Dim light during the day attenuates 5-HT-ir

To identify the neural substrates underlying the light-dependent depression-like behaviors, 5-HT-ir was examined in the brains of the 1st cohort of animals (Fig. 4, ,5).5). In the dorsal raphe nucleus (DRN), the 5-HT staining was analyzed in both the rostral and middle portion of the nucleus (Fig. 4A). Two-way ANOVA revealed a significant effect of lighting condition and rostrocaudal region on the number of 5-HT-ir neurons (Fig. 4B, effect of light: F1,20 = 9.75, p = 0.005; effect of region: F1,20 = 9.52, p = 0.006; interaction: F1,20 = 0.05, p = 0.82). A significant effect of light was also found in the density of 5-HT-ir in the DRN (Fig. 4C, effect of light: F1,20 = 12.24, p = 0.002; effect of region: F1,20 = 0.22, p = 0.64; interaction: F1,20 = 1.75, p = 0.2). A planned t-test revealed that there was a significant difference in the number of 5-HT-ir cells and in the density of 5-HT-ir between the BLD and DLD group only in the middle portion (p<0.01) but not in the rostral portion (p = 0.1) of the DRN.

Figure 4
Effects of light intensity on 5-HT signals in the DRN.
Figure 5
Effects of light intensity on 5-HT expression in midbrain and forebrain regions related to the regulation of mood or circadian rhythms.
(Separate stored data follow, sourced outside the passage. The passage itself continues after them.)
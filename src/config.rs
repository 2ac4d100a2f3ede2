//! Tunable parameters for validation, placement and encoding.
//!
//! The configuration is an immutable value passed into every call. It can be
//! built programmatically or loaded from the JSON settings file used by the
//! desktop tool, whose key names (including the `*_hight` spellings) are kept
//! so existing files load unchanged:
//!
//! ```no_run
//! use percent_portrait::BiometricConfig;
//! use std::path::Path;
//!
//! let config = BiometricConfig::from_json_file(Path::new("settings.json"))?;
//! let tolerance = config.get("biometric_checks", "side_ratio_tolerance");
//! # Ok::<(), percent_portrait::Error>(())
//! ```
//!
//! Every key has a default, so partial files are accepted.

use std::path::Path;

use serde::{Deserialize, Serialize};

use crate::error::{Error, Result};

#[derive(Debug, Clone, PartialEq, Default, Serialize, Deserialize)]
#[serde(default)]
pub struct BiometricConfig {
    pub face_detection: FaceDetectionConfig,
    pub biometric_checks: BiometricChecksConfig,
    pub image_quality: ImageQualityConfig,
    pub refinement: RefinementConfig,
}

/// Face locator parameters and the framing box derived from a face region.
#[derive(Debug, Clone, PartialEq, Serialize, Deserialize)]
#[serde(default)]
pub struct FaceDetectionConfig {
    /// Image pyramid step between detection scales (> 1.0).
    pub scale_factor: f32,
    pub min_neighbors: u32,
    /// Settings-file key only; placement uses `chin_to_eye_factor`.
    pub head_height_factor: f32,
    /// Height of the framing box relative to the face region height.
    pub total_height_factor: f32,
    /// Framing box width relative to its height.
    pub width_ratio: f32,
}

impl Default for FaceDetectionConfig {
    fn default() -> Self {
        Self {
            scale_factor: 1.3,
            min_neighbors: 5,
            head_height_factor: 1.4,
            total_height_factor: 1.8,
            width_ratio: 0.75,
        }
    }
}

/// Placement bands (percent of canvas height) and compliance thresholds.
#[derive(Debug, Clone, PartialEq, Serialize, Deserialize)]
#[serde(default)]
pub struct BiometricChecksConfig {
    pub chin_to_eye_factor: f32,
    #[serde(rename = "min_face_hight")]
    pub min_face_height: f32,
    pub max_face_height: f32,
    /// Chin distance from the bottom edge.
    #[serde(rename = "chin_hight")]
    pub chin_height: f32,
    #[serde(rename = "min_eye_hight")]
    pub min_eye_height: f32,
    #[serde(rename = "max_eye_hight")]
    pub max_eye_height: f32,
    /// Multiplier applied per interactive scale step.
    pub after_scale: f32,
    pub side_ratio_tolerance: f32,
    /// Degrees.
    pub max_head_tilt: f32,
    pub min_eye_ratio: f32,
    /// Pixels.
    pub max_mouth_gap: f32,
}

impl Default for BiometricChecksConfig {
    fn default() -> Self {
        Self {
            chin_to_eye_factor: 2.2,
            min_face_height: 86.02,
            max_face_height: 94.85,
            chin_height: 13.82,
            min_eye_height: 48.77,
            max_eye_height: 71.04,
            after_scale: 1.03,
            side_ratio_tolerance: 0.15,
            max_head_tilt: 8.0,
            min_eye_ratio: 0.2,
            max_mouth_gap: 15.0,
        }
    }
}

#[derive(Debug, Clone, PartialEq, Serialize, Deserialize)]
#[serde(default)]
pub struct ImageQualityConfig {
    pub min_jpeg_quality: u8,
    pub start_jpeg_quality: u8,
    pub quality_step: u8,
}

impl Default for ImageQualityConfig {
    fn default() -> Self {
        Self {
            min_jpeg_quality: 30,
            start_jpeg_quality: 95,
            quality_step: 5,
        }
    }
}

/// Step sizes for manual adjustments in a refinement session.
#[derive(Debug, Clone, PartialEq, Serialize, Deserialize)]
#[serde(default)]
pub struct RefinementConfig {
    /// Pixels per move command.
    pub offset_step: i32,
    /// Degrees per rotate command.
    pub rotation_step: f32,
}

impl Default for RefinementConfig {
    fn default() -> Self {
        Self {
            offset_step: 10,
            rotation_step: 0.5,
        }
    }
}

impl BiometricConfig {
    /// Look up a numeric parameter by section and key, as named in the JSON file.
    pub fn get(&self, section: &str, key: &str) -> Option<f64> {
        let value = serde_json::to_value(self).ok()?;
        value.get(section)?.get(key)?.as_f64()
    }

    pub fn from_json_str(json: &str) -> Result<Self> {
        serde_json::from_str(json).map_err(|e| Error::Config(format!("invalid settings: {e}")))
    }

    /// Load configuration from a JSON file.
    pub fn from_json_file(path: &Path) -> Result<Self> {
        let content = std::fs::read_to_string(path)
            .map_err(|e| Error::Config(format!("cannot read {}: {e}", path.display())))?;
        Self::from_json_str(&content)
    }

    /// Save configuration to a JSON file.
    pub fn to_json_file(&self, path: &Path) -> Result<()> {
        let json = serde_json::to_string_pretty(self)?;
        std::fs::write(path, json)?;
        Ok(())
    }
}

/// Which compliance checks run. Mouth is off by default: beards confuse the lip landmarks.
#[derive(Debug, Clone, Copy, PartialEq, Eq, Serialize, Deserialize)]
#[serde(default)]
pub struct EnabledChecks {
    pub side_ratio: bool,
    pub head_tilt: bool,
    pub mouth: bool,
    pub eye: bool,
    /// Reject faces whose framing box leaves the source image.
    pub framing: bool,
}

impl Default for EnabledChecks {
    fn default() -> Self {
        Self {
            side_ratio: true,
            head_tilt: true,
            mouth: false,
            eye: true,
            framing: true,
        }
    }
}

impl EnabledChecks {
    pub const NONE: EnabledChecks = EnabledChecks {
        side_ratio: false,
        head_tilt: false,
        mouth: false,
        eye: false,
        framing: false,
    };

    pub const ALL: EnabledChecks = EnabledChecks {
        side_ratio: true,
        head_tilt: true,
        mouth: true,
        eye: true,
        framing: true,
    };
}
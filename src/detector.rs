//! Face locator backed by the SeetaFace cascade in `rustface`.

use std::path::Path;

use image::GrayImage;
use rustface::{Detector, ImageData};
use tracing::debug;

use crate::config::FaceDetectionConfig;
use crate::error::{Error, Result};
use crate::pipeline::FaceLocator;
use crate::types::BoundingBox;

pub struct RustfaceLocator {
    detector: Box<dyn Detector>,
}

impl RustfaceLocator {
    /// Load the detector model. A missing or unreadable model is fatal for
    /// the whole run, so it is reported as a configuration error.
    pub fn from_model_file(path: &Path, config: &FaceDetectionConfig) -> Result<Self> {
        if !path.is_file() {
            return Err(Error::Config(format!(
                "face detector model not found: {}",
                path.display()
            )));
        }
        let path_str = path
            .to_str()
            .ok_or_else(|| Error::Config(format!("invalid model path: {}", path.display())))?;
        let mut detector = rustface::create_detector(path_str)
            .map_err(|e| Error::Config(format!("failed to load face detector: {e}")))?;

        detector.set_min_face_size(20);
        detector.set_score_thresh(2.0);
        detector.set_pyramid_scale_factor(pyramid_scale(config.scale_factor));
        detector.set_slide_window_step(4, 4);
        Ok(Self { detector })
    }
}

/// rustface shrinks by a factor below 1.0 per pyramid level.
fn pyramid_scale(scale_factor: f32) -> f32 {
    if scale_factor > 1.0 {
        (1.0 / scale_factor).clamp(0.01, 0.99)
    } else {
        0.8
    }
}

impl FaceLocator for RustfaceLocator {
    fn locate(&mut self, gray: &GrayImage) -> Vec<BoundingBox> {
        let image_data = ImageData::new(gray.as_raw(), gray.width(), gray.height());
        let faces = self.detector.detect(&image_data);
        debug!(count = faces.len(), "rustface detection");
        faces
            .iter()
            .map(|face| {
                let bbox = face.bbox();
                BoundingBox::new(
                    bbox.x() as f32,
                    bbox.y() as f32,
                    bbox.width() as f32,
                    bbox.height() as f32,
                )
            })
            .collect()
    }
}

#[cfg(test)]
mod tests {
    use super::*;

    #[test]
    fn missing_model_is_fatal() {
        let err = RustfaceLocator::from_model_file(
            Path::new("/nonexistent/seeta_fd_frontal_v1.0.bin"),
            &FaceDetectionConfig::default(),
        )
        .err()
        .unwrap();
        assert!(err.is_fatal());
    }

    #[test]
    fn pyramid_scale_inverts_step() {
        assert!((pyramid_scale(1.25) - 0.8).abs() < 1e-6);
        assert_eq!(pyramid_scale(1.0), 0.8);
    }
}
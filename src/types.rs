use serde::{Deserialize, Serialize};

/// A 2D point with floating-point pixel coordinates.
#[derive(Debug, Clone, Copy, PartialEq, Serialize, Deserialize)]
pub struct Point {
    pub x: f32,
    pub y: f32,
}

impl Point {
    pub const fn new(x: f32, y: f32) -> Self {
        Self { x, y }
    }

    pub const fn zero() -> Self {
        Self { x: 0.0, y: 0.0 }
    }

    pub fn distance(&self, other: &Point) -> f32 {
        let dx = self.x - other.x;
        let dy = self.y - other.y;
        (dx * dx + dy * dy).sqrt()
    }

    pub fn midpoint(&self, other: &Point) -> Point {
        Point::new((self.x + other.x) / 2.0, (self.y + other.y) / 2.0)
    }

    /// Arithmetic mean of a non-empty slice of points.
    pub fn mean(points: &[Point]) -> Point {
        let sum = points.iter().fold(Point::zero(), |acc, p| acc + *p);
        sum * (1.0 / points.len() as f32)
    }

    pub fn is_finite(&self) -> bool {
        self.x.is_finite() && self.y.is_finite()
    }
}

impl std::ops::Add for Point {
    type Output = Self;

    fn add(self, rhs: Self) -> Self::Output {
        Self {
            x: self.x + rhs.x,
            y: self.y + rhs.y,
        }
    }
}

impl std::ops::AddAssign for Point {
    fn add_assign(&mut self, rhs: Self) {
        self.x += rhs.x;
        self.y += rhs.y;
    }
}

impl std::ops::Sub for Point {
    type Output = Self;

    fn sub(self, rhs: Self) -> Self::Output {
        Self {
            x: self.x - rhs.x,
            y: self.y - rhs.y,
        }
    }
}

impl std::ops::Mul<f32> for Point {
    type Output = Self;

    fn mul(self, rhs: f32) -> Self::Output {
        Self {
            x: self.x * rhs,
            y: self.y * rhs,
        }
    }
}

impl From<(f32, f32)> for Point {
    fn from((x, y): (f32, f32)) -> Self {
        Self { x, y }
    }
}

/// A face region defined by top-left corner, width, and height.
#[derive(Debug, Clone, Copy, PartialEq, Serialize, Deserialize)]
pub struct BoundingBox {
    pub x: f32,
    pub y: f32,
    pub width: f32,
    pub height: f32,
}

impl BoundingBox {
    pub const fn new(x: f32, y: f32, width: f32, height: f32) -> Self {
        Self {
            x,
            y,
            width,
            height,
        }
    }
}

/// Pixel dimensions of an output canvas.
#[derive(Debug, Clone, Copy, PartialEq, Eq, Hash, Serialize, Deserialize)]
pub struct ImageSize {
    pub width: u32,
    pub height: u32,
}

impl ImageSize {
    /// 35x45 mm at 300 dpi.
    pub const PASSPORT_35X45: ImageSize = ImageSize::new(413, 531);
    /// 35x45 mm at 600 dpi (as historically configured).
    pub const PASSPORT_35X45_600DPI: ImageSize = ImageSize::new(600, 771);

    pub const fn new(width: u32, height: u32) -> Self {
        Self { width, height }
    }
}

impl Default for ImageSize {
    fn default() -> Self {
        Self::PASSPORT_35X45
    }
}

impl std::fmt::Display for ImageSize {
    fn fmt(&self, f: &mut std::fmt::Formatter<'_>) -> std::fmt::Result {
        write!(f, "{}x{}", self.width, self.height)
    }
}

#[cfg(test)]
mod tests {
    use super::*;

    #[test]
    fn point_arithmetic() {
        let a = Point::new(1.0, 2.0);
        let b = Point::new(3.0, 4.0);

        let sum = a + b;
        assert_eq!(sum.x, 4.0);
        assert_eq!(sum.y, 6.0);

        let diff = b - a;
        assert_eq!(diff.x, 2.0);
        assert_eq!(diff.y, 2.0);

        let scaled = a * 2.0;
        assert_eq!(scaled.x, 2.0);
        assert_eq!(scaled.y, 4.0);
    }

    #[test]
    fn point_mean_and_midpoint() {
        let pts = [
            Point::new(0.0, 0.0),
            Point::new(4.0, 0.0),
            Point::new(4.0, 2.0),
            Point::new(0.0, 2.0),
        ];
        let m = Point::mean(&pts);
        assert!((m.x - 2.0).abs() < 1e-6);
        assert!((m.y - 1.0).abs() < 1e-6);

        let mid = pts[0].midpoint(&pts[2]);
        assert_eq!(mid, Point::new(2.0, 1.0));
    }

    #[test]
    fn distance_is_euclidean() {
        let a = Point::new(0.0, 0.0);
        let b = Point::new(3.0, 4.0);
        assert!((a.distance(&b) - 5.0).abs() < 1e-6);
    }

    #[test]
    fn image_size_presets() {
        assert_eq!(ImageSize::default(), ImageSize::new(413, 531));
        assert_eq!(ImageSize::PASSPORT_35X45_600DPI.to_string(), "600x771");
    }
}
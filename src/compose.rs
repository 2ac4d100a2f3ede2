//! Cutting the solved crop out of the working image.

use image::imageops;
use image::RgbImage;
use tracing::debug;

use crate::config::BiometricChecksConfig;
use crate::error::Result;
use crate::landmarks::LandmarkSet;
use crate::placement::PlacementReport;
use crate::transform::{solve, CropBox, CropTransform, SolvedCrop, WHITE};
use crate::types::ImageSize;

/// Extract `crop` from `working` as an image of exactly `target` size.
///
/// When the working image does not cover the whole box, the covered part is
/// centered on a white canvas.
pub fn compose(working: &RgbImage, crop: &CropBox, target: ImageSize) -> RgbImage {
    let bounds = ImageSize::new(working.width(), working.height());
    let region = crop.visible_region(bounds);
    let extracted =
        imageops::crop_imm(working, region.x, region.y, region.width, region.height).to_image();

    if extracted.dimensions() == (target.width, target.height) {
        return extracted;
    }

    let (dx, dy) = region.pad_offset(target);
    debug!(
        visible_w = region.width,
        visible_h = region.height,
        %target,
        "padding crop onto white canvas"
    );
    let mut canvas = RgbImage::from_pixel(target.width, target.height, WHITE);
    imageops::replace(&mut canvas, &extracted, dx as i64, dy as i64);
    canvas
}

/// A composed portrait together with how it was produced.
#[derive(Debug, Clone)]
pub struct Rendered {
    pub image: RgbImage,
    pub crop: CropBox,
    pub scale: f32,
    pub placement: PlacementReport,
}

/// Solve and compose in one step.
pub fn render(
    image: &RgbImage,
    landmarks: &LandmarkSet,
    target: ImageSize,
    config: &BiometricChecksConfig,
    manual: &CropTransform,
) -> Result<Rendered> {
    let SolvedCrop {
        image: working,
        crop,
        scale,
        landmarks,
    } = solve(image, landmarks, target, config, manual)?;

    let bounds = ImageSize::new(working.width(), working.height());
    let placement = PlacementReport::measure(&landmarks, &crop, bounds, target, config);
    let image = compose(&working, &crop, target);

    Ok(Rendered {
        image,
        crop,
        scale,
        placement,
    })
}
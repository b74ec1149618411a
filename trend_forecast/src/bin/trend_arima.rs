use anyhow::{anyhow, Context, Result};
use clap::Parser;
use std::path::PathBuf;
use tracing::info;
use trend_forecast::config::{HoldoutPolicy, PipelineConfig};
use trend_forecast::data::DataLoader;
use trend_forecast::engine::ForecastEngine;
use trend_forecast::export::write_forecast;
use trend_forecast::logs::init_logs;
use trend_forecast::normalize::SeriesNormalizer;

/// Fit an automatic ARIMA model to a `ds, y` file and write its forecast
#[derive(Parser, Clone, Debug)]
struct Args {
    /// Normalized daily input
    #[arg(long, env = "TREND_INPUT", default_value = "data/forecast_input.csv")]
    input: PathBuf,

    /// Forecast output file
    #[arg(long, env = "TREND_OUT", default_value = "outputs/arima_forecast.csv")]
    out: PathBuf,

    /// Days to forecast
    #[arg(long, default_value_t = 30)]
    periods: usize,

    /// Days withheld for accuracy measurement
    #[arg(long, default_value_t = 14)]
    holdout_days: usize,

    /// Fit on the whole series
    #[arg(long)]
    no_holdout: bool,
}

fn main() -> Result<()> {
    init_logs()?;
    let args = Args::parse();

    let raw = DataLoader::read_forecast_input(&args.input)
        .with_context(|| format!("Loading {}", args.input.display()))?;
    let series = SeriesNormalizer::new().normalize(&raw)?;

    let holdout = if args.no_holdout {
        HoldoutPolicy::disabled()
    } else {
        HoldoutPolicy {
            days: args.holdout_days,
            ..HoldoutPolicy::default()
        }
    };
    let engine = ForecastEngine::new(&PipelineConfig::default()).with_holdout(holdout);

    let result = engine
        .forecast(&series, args.periods)?
        .ok_or_else(|| anyhow!("No convergent ARIMA model for {}", args.input.display()))?;

    write_forecast(&args.out, &result).context("Writing forecast")?;
    info!(
        order = %result.order,
        holdout_rmse = ?result.holdout_rmse,
        steps = result.len(),
        out = %args.out.display(),
        "Saved forecast"
    );

    Ok(())
}
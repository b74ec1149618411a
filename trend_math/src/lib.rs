//! # Trend Math
//!
//! Numeric building blocks for search-interest trend forecasting.
//! This crate has no I/O; it provides the calculations the forecasting
//! pipeline is assembled from:
//!
//! - Least-squares trend lines over an integer time index
//! - Sample statistics, rolling volatility and accuracy measures
//! - "Min" ranking with ties
//! - A Nelder-Mead minimiser used for model fitting
//! - KPSS stationarity testing and differencing

use thiserror::Error;

pub mod optimize;
pub mod ranking;
pub mod regression;
pub mod stationarity;
pub mod stats;

/// Errors that can occur in trend calculations
#[derive(Error, Debug, Clone, PartialEq)]
pub enum MathError {
    #[error("Insufficient data for calculation: {0}")]
    InsufficientData(String),

    #[error("Invalid input: {0}")]
    InvalidInput(String),

    #[error("Calculation error: {0}")]
    CalculationError(String),
}

/// Result type for trend math operations
pub type Result<T> = std::result::Result<T, MathError>;

#[cfg(test)]
mod tests {
    use super::*;

    #[test]
    fn error_messages_name_the_problem() {
        let err = MathError::InsufficientData("need 2 points".to_string());
        assert_eq!(
            err.to_string(),
            "Insufficient data for calculation: need 2 points"
        );
    }
}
The 5-HT fiber staining was also quantified in midbrain and forebrain regions that are related to the regulation of mood or circadian rhythms (Fig. 5). A significant decrease of 5-HT fiber staining was observed in the periaqueductal gray (PAG, Fig. 5A, t-test, p<0.01) and in the medial cingulate cortex (Cgc, Fig. 5B, t-test, p<0.01). It is noteworthy that in the medial Cgc, there is a distinct pattern of net-like 5-HT fibers located in layer 1 of cerebral cortex in BLD animals but absent in the DLD animals (Fig. 5B). In the suprachiasmatic nucleus (SCN), the principal brain clock in the hypothalamus, dense 5-HTergic inputs were observed in both BLD and DLD groups without a significant difference (Fig. 5C, t-test, p = 0.25).


Using a diurnal rodent model, the present study demonstrates that decreasing daytime light intensity is effective in producing depression-like behaviors, but without apparent disruption in daily rhythms. The depression-like behaviors are associated with attenuated indices of 5-HTergic functions in brain regions that are involved in mood regulation.

The depression-like behaviors were assessed using the FST and SSP test (Fig. 1). Significant effects of light intensity on these behavioral measures were first observed in one cohort of animals. To our knowledge, the behavioral effects under this paradigm (bright vs. dim light) have not been reported previously. Thus, to ensure the results are reliable and replicable, a second cohort of animals from different breeding pairs was tested under the same paradigm. Consistent results were observed in the two separate cohorts of animals with the DLD group showing a higher level of depression-like behaviors compared to BLD group. The DLD groups showed longer immobility and less climbing compared to the BLD group. There was no difference in daily activity between the BLD and DLD groups (Fig. 3C), suggesting that light intensity within this range has no direct effects in inhibiting or promoting locomotor activities i.e. climbing or swimming behaviors during the FST. The animals in the two cohorts were from different breeding pairs, housed in cages of slightly different sizes and were tested at different times of the year with possible differences in the temperature and/or humidity in the facility. The protocol for SSP test was also slightly different; the duration of sweet solution exposure was 3 days for the first while it was 4 days for the second cohort. Even with these caveats, the overall pattern of the behavioral responses was consistent, indicating that the effects of light intensity on depression-like behaviors are quite robust. In addition, since the FST and the SSP assess different aspects of behavior/physiology [21], [24], the fact that the effect of light intensity was observed in both tests is very encouraging for the validity of this model. The effects of light intensity on anxiety-like behaviors were also assessed using open field and light/dark box (Fig. 2). No significant differences were found between the BLD and DLD groups in those tests, suggesting the effects of light intensity utilized in the present study were specific to depression-like behavioral responses.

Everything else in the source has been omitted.